Note that \(|N_{k,p} (i)|\) is not necessarily equal to k, as there might be bidders at an equal distance to bidder i as the kth-nearest neighbour. The LOF score for bidder i is then calculated using the LRD scores given by 4 of its neighbours.

$$\begin{aligned} LOF_{k,p}(i) = \frac{\sum _{i'\in N_{k,p}(i)} \frac{LRD_{k,p}(i')}{LRD_{k,i}(p)}}{|N_{k,p}(i)|} \end{aligned}$$
(5)

However, whereas the alpha-rating (1) and the eta-rating (2) are individual ratings, the lambda-rating (3) is for a pair of bidders, a fact not acknowledged nor addressed by Majadi et al. (2019). To create a subspace for the \(\alpha \) & \(\lambda \) combination and the \(\eta \) & \(\lambda \) combination, a bidder j is fixed which is every bidders’ partner in the lambda-rating pair. This is iterated for every possible j. Hence, we have n two-dimensional subspaces for the two lambda behaviour pairs. Finally, the LOF score (5) for each bidder is calculated by first maximizing over j, then over k and lastly over p.
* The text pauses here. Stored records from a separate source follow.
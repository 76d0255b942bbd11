//! Liveness and storage reachability probe.

use axum::{
    Json,
    extract::State,
    http::StatusCode,
    response::{IntoResponse, Response},
};

use crate::api::dto::health::{ComponentCheck, HealthChecks, HealthResponse, ServiceStatus};
use crate::state::AppState;

/// `GET /health`
///
/// Answers `200` when the storage backend responds to a ping and `503`
/// otherwise. The route is public.
///
/// ```json
/// { "status": "healthy", "version": "0.1.0", "checks": { "storage": { "ok": true } } }
/// ```
pub async fn health_handler(State(state): State<AppState>) -> Response {
    let storage = match state.account_service.check_storage().await {
        Ok(()) => ComponentCheck::passed(),
        Err(e) => {
            tracing::warn!(error = %e, "Storage health check failed");
            ComponentCheck::failed(e.to_string())
        }
    };

    let (code, status) = if storage.ok {
        (StatusCode::OK, ServiceStatus::Healthy)
    } else {
        (StatusCode::SERVICE_UNAVAILABLE, ServiceStatus::Degraded)
    };

    let body = HealthResponse {
        status,
        version: env!("CARGO_PKG_VERSION"),
        checks: HealthChecks { storage },
    };

    (code, Json(body)).into_response()
}
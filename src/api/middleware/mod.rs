//! Request middleware.
//!
//! - [`auth`] - `x-jwt-token` verification for single-account routes
//! - [`rate_limit`] - per-IP token bucket
//! - [`tracing`] - request spans and response logging

pub mod auth;
pub mod rate_limit;
pub mod tracing;
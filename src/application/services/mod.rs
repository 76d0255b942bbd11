//! Business logic services for the application layer.

pub mod account_service;
pub mod token_service;

pub use account_service::{AccountService, Transfer};
pub use token_service::{TokenClaims, TokenService};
$${\begin{matrix} LOF_{k,p} (i) &{}= \max _{j} (LOF_{k,p,j}(i)),\\ LOF_{p} (i) &{}= \max _{k} (LOF_{k, p}(i)),\\ LOF(i) &{}= \max _{p} (LOF_{p}(i)).\\ \end{matrix}}$$
(6)

3.3 Belief Propagation

The next technique that is used is Belief Propagation within a Markov Random Field (MRF). As explained by Yedidia et al. (2001), the MRF model places all bidders as nodes in an undirected graph, and every bidder is given two nodes. One is the hidden node, which denotes the state that the bidder is in. The other is the observed node, containing a probabilistic value about the state of the bidder.
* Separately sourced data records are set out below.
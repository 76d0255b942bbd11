//! PostgreSQL implementation of the account repository.

use async_trait::async_trait;
use chrono::{DateTime, Utc};
use sqlx::PgPool;
use std::sync::Arc;

use crate::domain::entities::{Account, NewAccount};
use crate::domain::repositories::AccountRepository;
use crate::error::{AppError, map_sqlx_error};
use crate::utils::db_error::is_unique_violation_on_number;

/// Row shape of the `account` table.
#[derive(Debug, sqlx::FromRow)]
struct AccountRow {
    id: i64,
    first_name: String,
    last_name: String,
    number: i64,
    balance: i64,
    created_at: DateTime<Utc>,
}

impl From<AccountRow> for Account {
    fn from(row: AccountRow) -> Self {
        Account::new(
            row.id,
            row.first_name,
            row.last_name,
            row.number,
            row.balance,
            row.created_at,
        )
    }
}

/// PostgreSQL repository for account storage.
///
/// Every operation is a single statement, so concurrent readers never observe
/// a partial write. The pool is shared by all in-flight requests.
pub struct PgAccountRepository {
    pool: Arc<PgPool>,
}

impl PgAccountRepository {
    /// Creates a new repository with a database connection pool.
    pub fn new(pool: Arc<PgPool>) -> Self {
        Self { pool }
    }
}

fn map_write_error(e: sqlx::Error, number: i64) -> AppError {
    if is_unique_violation_on_number(&e) {
        return AppError::conflict(format!("account number {number} already in use"));
    }
    map_sqlx_error(e)
}

#[async_trait]
impl AccountRepository for PgAccountRepository {
    async fn create(&self, new_account: NewAccount) -> Result<Account, AppError> {
        let number = new_account.number;

        let row = sqlx::query_as::<_, AccountRow>(
            r#"
            INSERT INTO account (first_name, last_name, number, balance, created_at)
            VALUES ($1, $2, $3, $4, $5)
            RETURNING id, first_name, last_name, number, balance, created_at
            "#,
        )
        .bind(&new_account.first_name)
        .bind(&new_account.last_name)
        .bind(new_account.number)
        .bind(new_account.balance)
        .bind(new_account.created_at)
        .fetch_one(self.pool.as_ref())
        .await
        .map_err(|e| map_write_error(e, number))?;

        tracing::debug!(id = row.id, number, "Inserted account");

        Ok(row.into())
    }

    async fn list(&self) -> Result<Vec<Account>, AppError> {
        let rows = sqlx::query_as::<_, AccountRow>(
            r#"
            SELECT id, first_name, last_name, number, balance, created_at
            FROM account
            ORDER BY id ASC
            "#,
        )
        .fetch_all(self.pool.as_ref())
        .await?;

        Ok(rows.into_iter().map(Account::from).collect())
    }

    async fn get_by_id(&self, id: i64) -> Result<Account, AppError> {
        let row = sqlx::query_as::<_, AccountRow>(
            r#"
            SELECT id, first_name, last_name, number, balance, created_at
            FROM account
            WHERE id = $1
            "#,
        )
        .bind(id)
        .fetch_optional(self.pool.as_ref())
        .await?;

        row.map(Account::from)
            .ok_or_else(|| AppError::not_found(format!("account {id} not found")))
    }

    async fn delete(&self, id: i64) -> Result<(), AppError> {
        let result = sqlx::query("DELETE FROM account WHERE id = $1")
            .bind(id)
            .execute(self.pool.as_ref())
            .await?;

        if result.rows_affected() == 0 {
            return Err(AppError::not_found(format!("account {id} not found")));
        }

        Ok(())
    }

    async fn update(&self, account: Account) -> Result<Account, AppError> {
        let number = account.number;

        let row = sqlx::query_as::<_, AccountRow>(
            r#"
            UPDATE account
            SET first_name = $2,
                last_name = $3,
                number = $4,
                balance = $5
            WHERE id = $1
            RETURNING id, first_name, last_name, number, balance, created_at
            "#,
        )
        .bind(account.id)
        .bind(&account.first_name)
        .bind(&account.last_name)
        .bind(account.number)
        .bind(account.balance)
        .fetch_optional(self.pool.as_ref())
        .await
        .map_err(|e| map_write_error(e, number))?;

        row.map(Account::from)
            .ok_or_else(|| AppError::not_found(format!("account {} not found", account.id)))
    }

    async fn ping(&self) -> Result<(), AppError> {
        sqlx::query("SELECT 1")
            .execute(self.pool.as_ref())
            .await?;

        Ok(())
    }
}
BP is an important technique in the CSBD algorithm. Majadi et al. (2019) use the term Loopy Belief Propagation, but as pointed out by Murphy et al. (1999), this simply is BP applied on a Loopy Bayesian Network. A major issue is the convergence of BP in loopy systems; e.g. Murphy et al. (1999) report oscillating behavior. Essentially, the lack of convergence is due to the fact that, although BP has a fixed point, additional assumptions on the update algorithm are required to ensure convergence, the most obvious one is to check whether a system wide convex optimization can be defined, with associated gradient (or gradient-related) updating of variable values towards the optimum. Welling and Teh (2013) & Yuille (2002) expand on the fact that the fixed points of BP are the same as those of the Bethe free energy (Yedidia et al., 2001), which suggests alternative algorithms to BP that lead to the same stationary points (Belief Optimization and Concave Convex procedure, respectively). Other approaches place additional bounds on the BP algorithm to ensure convergence (e.g. Ihler and Willsky (2005) apply bounds on the message errors).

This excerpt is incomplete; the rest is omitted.